Mostly. There's a little grinding noise but some oil on the armature plate made it zip back and forth again. Not sure if the brushes are ready to be replaced. See below. I already ordered replacement brushes, gear and axle.

As far as grease for when I replace the gear, I see Red n Taky mentioned but not in stock at my ACE. Any recomendations that might be available locally in small quantity?


----------



## ErnestHouse (Sep 6, 2015)

Millstonemike said:


> Anyone else see the inside of the bushing? It seems worn in a peculiar way, like it's threaded. Enough slop in the bushing may allow the worm gear to skip causing the noise. Perhaps not run enough in this state to wear the gears.


Good Eye Mike.

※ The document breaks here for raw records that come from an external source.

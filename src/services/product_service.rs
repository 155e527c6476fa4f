use crate::entities::products::ProductStatus;
use crate::entities::sellers::SellerStatus;
use crate::entities::{
    product_entity as products, product_image_entity as images, product_option_entity as options,
    product_sku_entity as skus, seller_entity as sellers,
};
use crate::database::SharedPool;
use crate::error::{AppError, AppResult};
use crate::models::*;
use crate::utils::require_text;
use chrono::Utc;
use sea_orm::{
    ActiveModelTrait, ColumnTrait, Condition, EntityTrait, IntoActiveModel,
    PaginatorTrait, QueryFilter, QueryOrder, QuerySelect, Set, TransactionTrait,
};

#[derive(Clone)]
pub struct ProductService {
    pool: SharedPool,
}

/// 가격/재고 규칙
fn validate_pricing(price: i64, sale_price: Option<i64>, stock: i32) -> AppResult<()> {
    if price < 0 {
        return Err(AppError::ValidationError("price must not be negative".to_string()));
    }
    if let Some(sale) = sale_price
        && !(0..=price).contains(&sale)
    {
        return Err(AppError::ValidationError(
            "sale_price must be between 0 and price".to_string(),
        ));
    }
    if stock < 0 {
        return Err(AppError::ValidationError("stock must not be negative".to_string()));
    }
    Ok(())
}

impl ProductService {
    pub fn new(pool: impl Into<SharedPool>) -> Self {
        Self { pool: pool.into() }
    }

    pub async fn list(&self, query: &ProductQuery) -> AppResult<PaginatedResponse<ProductResponse>> {
        let params = PaginationParams::new(query.page, query.per_page);

        let mut select = products::Entity::find();
        if let Some(seller_id) = query.seller_id {
            select = select.filter(products::Column::SellerId.eq(seller_id));
        }
        if let Some(status) = query.status {
            select = select.filter(products::Column::Status.eq(status));
        }
        if let Some(category) = query.category.as_deref().filter(|c| !c.is_empty()) {
            select = select.filter(products::Column::Category.eq(category));
        }
        if let Some(keyword) = query.keyword.as_deref().map(str::trim).filter(|k| !k.is_empty()) {
            select = select.filter(
                Condition::any()
                    .add(products::Column::Name.contains(keyword))
                    .add(products::Column::Description.contains(keyword)),
            );
        }

        let total = select.clone().count(self.pool.as_ref()).await? as i64;
        let items = select
            .order_by_desc(products::Column::CreatedAt)
            .order_by_desc(products::Column::Id)
            .limit(params.get_limit())
            .offset(params.get_offset())
            .all(self.pool.as_ref())
            .await?;

        Ok(PaginatedResponse::new(
            items.into_iter().map(Into::into).collect(),
            &params,
            total,
        ))
    }

    async fn find(&self, id: i64) -> AppResult<products::Model> {
        products::Entity::find_by_id(id)
            .one(self.pool.as_ref())
            .await?
            .ok_or_else(|| AppError::NotFound(format!("Product {id} not found")))
    }

    pub async fn get(&self, id: i64) -> AppResult<ProductDetailResponse> {
        let product = self.find(id).await?;

        let image_list = images::Entity::find()
            .filter(images::Column::ProductId.eq(id))
            .order_by_asc(images::Column::SortOrder)
            .all(self.pool.as_ref())
            .await?;
        let option_list = options::Entity::find()
            .filter(options::Column::ProductId.eq(id))
            .order_by_asc(options::Column::SortOrder)
            .all(self.pool.as_ref())
            .await?;
        let sku_list = skus::Entity::find()
            .filter(skus::Column::ProductId.eq(id))
            .order_by_asc(skus::Column::Id)
            .all(self.pool.as_ref())
            .await?;

        Ok(ProductDetailResponse {
            product: product.into(),
            images: image_list.into_iter().map(Into::into).collect(),
            options: option_list.into_iter().map(Into::into).collect(),
            skus: sku_list.into_iter().map(Into::into).collect(),
        })
    }

    pub async fn create(&self, request: CreateProductRequest) -> AppResult<ProductDetailResponse> {
        let name = require_text("name", &request.name, 200)?;
        let category = require_text("category", &request.category, 50)?;
        validate_pricing(request.price, request.sale_price, request.stock)?;
        for option in &request.options {
            require_text("option name", &option.name, 50)?;
            if option.values.is_empty() {
                return Err(AppError::ValidationError(format!(
                    "Option {} has no values",
                    option.name
                )));
            }
        }
        for sku in &request.skus {
            require_text("sku_code", &sku.sku_code, 64)?;
            if sku.stock < 0 {
                return Err(AppError::ValidationError("sku stock must not be negative".to_string()));
            }
        }

        let seller = sellers::Entity::find_by_id(request.seller_id)
            .one(self.pool.as_ref())
            .await?
            .ok_or_else(|| AppError::NotFound(format!("Seller {} not found", request.seller_id)))?;
        if seller.status != SellerStatus::Active {
            return Err(AppError::InvalidState(format!(
                "Seller {} is not active",
                seller.id
            )));
        }

        let now = Utc::now();
        let txn = self.pool.begin().await?;

        let product = products::ActiveModel {
            seller_id: Set(seller.id),
            name: Set(name),
            description: Set(request.description),
            category: Set(category),
            price: Set(request.price),
            sale_price: Set(request.sale_price),
            stock: Set(request.stock),
            status: Set(request.status.unwrap_or(ProductStatus::Draft)),
            thumbnail_url: Set(request.thumbnail_url),
            created_at: Set(now),
            updated_at: Set(now),
            ..Default::default()
        }
        .insert(&txn)
        .await?;

        let mut image_list = Vec::with_capacity(request.image_urls.len());
        for (i, url) in request.image_urls.into_iter().enumerate() {
            let image = images::ActiveModel {
                product_id: Set(product.id),
                url: Set(url),
                sort_order: Set(i as i32),
                created_at: Set(now),
                ..Default::default()
            }
            .insert(&txn)
            .await?;
            image_list.push(image);
        }

        let mut option_list = Vec::with_capacity(request.options.len());
        for (i, option) in request.options.into_iter().enumerate() {
            let model = options::ActiveModel {
                product_id: Set(product.id),
                name: Set(option.name.trim().to_string()),
                values: Set(serde_json::to_value(&option.values)?),
                sort_order: Set(i as i32),
                created_at: Set(now),
                ..Default::default()
            }
            .insert(&txn)
            .await?;
            option_list.push(model);
        }

        let mut sku_list = Vec::with_capacity(request.skus.len());
        for sku in request.skus {
            let model = skus::ActiveModel {
                product_id: Set(product.id),
                sku_code: Set(sku.sku_code.trim().to_string()),
                option_values: Set(sku.option_values),
                extra_price: Set(sku.extra_price),
                stock: Set(sku.stock),
                created_at: Set(now),
                updated_at: Set(now),
                ..Default::default()
            }
            .insert(&txn)
            .await?;
            sku_list.push(model);
        }

        txn.commit().await?;
        log::info!("Product {} created for seller {}", product.id, product.seller_id);

        Ok(ProductDetailResponse {
            product: product.into(),
            images: image_list.into_iter().map(Into::into).collect(),
            options: option_list.into_iter().map(Into::into).collect(),
            skus: sku_list.into_iter().map(Into::into).collect(),
        })
    }

    pub async fn update(&self, id: i64, request: UpdateProductRequest) -> AppResult<ProductResponse> {
        let product = self.find(id).await?;

        let price = request.price.unwrap_or(product.price);
        let sale_price = request.sale_price.unwrap_or(product.sale_price);
        let stock = request.stock.unwrap_or(product.stock);
        validate_pricing(price, sale_price, stock)?;

        let mut am = product.into_active_model();
        if let Some(name) = &request.name {
            am.name = Set(require_text("name", name, 200)?);
        }
        if let Some(description) = request.description {
            am.description = Set(description);
        }
        if let Some(category) = &request.category {
            am.category = Set(require_text("category", category, 50)?);
        }
        if let Some(url) = request.thumbnail_url {
            am.thumbnail_url = Set(Some(url));
        }
        am.price = Set(price);
        am.sale_price = Set(sale_price);
        am.stock = Set(stock);
        am.updated_at = Set(Utc::now());

        Ok(am.update(self.pool.as_ref()).await?.into())
    }

    pub async fn update_status(&self, id: i64, status: ProductStatus) -> AppResult<ProductResponse> {
        let product = self.find(id).await?;
        if status == ProductStatus::OnSale && product.stock == 0 {
            return Err(AppError::InvalidState(
                "Products without stock cannot go on sale".to_string(),
            ));
        }
        let mut am = product.into_active_model();
        am.status = Set(status);
        am.updated_at = Set(Utc::now());
        Ok(am.update(self.pool.as_ref()).await?.into())
    }

    pub async fn delete(&self, id: i64) -> AppResult<()> {
        self.find(id).await?;
        let txn = self.pool.begin().await?;
        images::Entity::delete_many()
            .filter(images::Column::ProductId.eq(id))
            .exec(&txn)
            .await?;
        options::Entity::delete_many()
            .filter(options::Column::ProductId.eq(id))
            .exec(&txn)
            .await?;
        skus::Entity::delete_many()
            .filter(skus::Column::ProductId.eq(id))
            .exec(&txn)
            .await?;
        products::Entity::delete_by_id(id).exec(&txn).await?;
        txn.commit().await?;
        Ok(())
    }
}

#[cfg(test)]
mod tests {
    use super::*;
    use sea_orm::{DatabaseBackend, MockDatabase};

    fn product(id: i64, price: i64, sale_price: Option<i64>) -> products::Model {
        let now = Utc::now();
        products::Model {
            id,
            seller_id: 1,
            name: "무선 키보드".to_string(),
            description: String::new(),
            category: "digital".to_string(),
            price,
            sale_price,
            stock: 10,
            status: ProductStatus::OnSale,
            thumbnail_url: None,
            created_at: now,
            updated_at: now,
        }
    }

    fn seller(status: SellerStatus) -> sellers::Model {
        let now = Utc::now();
        sellers::Model {
            id: 1,
            business_name: "한빛상회".to_string(),
            representative_name: "김대표".to_string(),
            business_number: "123-45-67890".to_string(),
            email: "shop@example.com".to_string(),
            phone: "02-000-0000".to_string(),
            status,
            commission_rate_bp: None,
            bank_name: None,
            bank_account: None,
            account_holder: None,
            created_at: now,
            updated_at: now,
        }
    }

    fn create_request(sale_price: Option<i64>) -> CreateProductRequest {
        CreateProductRequest {
            seller_id: 1,
            name: "무선 키보드".to_string(),
            description: String::new(),
            category: "digital".to_string(),
            price: 50_000,
            sale_price,
            stock: 10,
            status: None,
            thumbnail_url: None,
            image_urls: vec![],
            options: vec![],
            skus: vec![],
        }
    }

    #[test]
    fn test_validate_pricing() {
        assert!(validate_pricing(10_000, Some(10_000), 0).is_ok());
        assert!(validate_pricing(10_000, Some(10_001), 0).is_err());
        assert!(validate_pricing(10_000, None, -1).is_err());
    }

    #[tokio::test]
    async fn test_create_rejects_sale_price_above_price() {
        let db = MockDatabase::new(DatabaseBackend::Postgres).into_connection();
        let err = ProductService::new(db)
            .create(create_request(Some(60_000)))
            .await
            .unwrap_err();
        assert!(matches!(err, AppError::ValidationError(_)));
    }

    #[tokio::test]
    async fn test_create_requires_active_seller() {
        let db = MockDatabase::new(DatabaseBackend::Postgres)
            .append_query_results([vec![seller(SellerStatus::Suspended)]])
            .into_connection();
        let err = ProductService::new(db)
            .create(create_request(None))
            .await
            .unwrap_err();
        assert!(matches!(err, AppError::InvalidState(_)));
    }

    #[tokio::test]
    async fn test_update_checks_sale_price_against_stored_price() {
        let db = MockDatabase::new(DatabaseBackend::Postgres)
            .append_query_results([vec![product(1, 30_000, None)]])
            .into_connection();
        let err = ProductService::new(db)
            .update(
                1,
                UpdateProductRequest {
                    sale_price: Some(Some(35_000)),
                    ..Default::default()
                },
            )
            .await
            .unwrap_err();
        assert!(matches!(err, AppError::ValidationError(_)));
    }
}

When I first had a problem months ago, the screws holding down the armature top had loosened causing it to stutter badly. It kept happening until I put threadlocker on them. I think it's arguable that in one of those times, the armature wobbled and damaged the bushing. I ordered a new one along with worm gear, axle and brushes to refurb the drive train. Gotta wait for a a wheel puller to be made by Mr Timco. Thanks for the help.


----------



## Millstonemike (Aug 9, 2018)

ErnestHouse said:


> :appl: That did the trick :appl:
> 
> Mostly. There's a little grinding noise but some oil on the armature plate made it zip back and forth again. Not sure if the brushes are ready to be replaced. See below. I already ordered replacement brushes, gear and axle.
> 
> ...


Clean the armature face. Some 90%+ isopropyl alcohol will do (~$3 at any pharmacy) or CRC, Goo-Gone, etc.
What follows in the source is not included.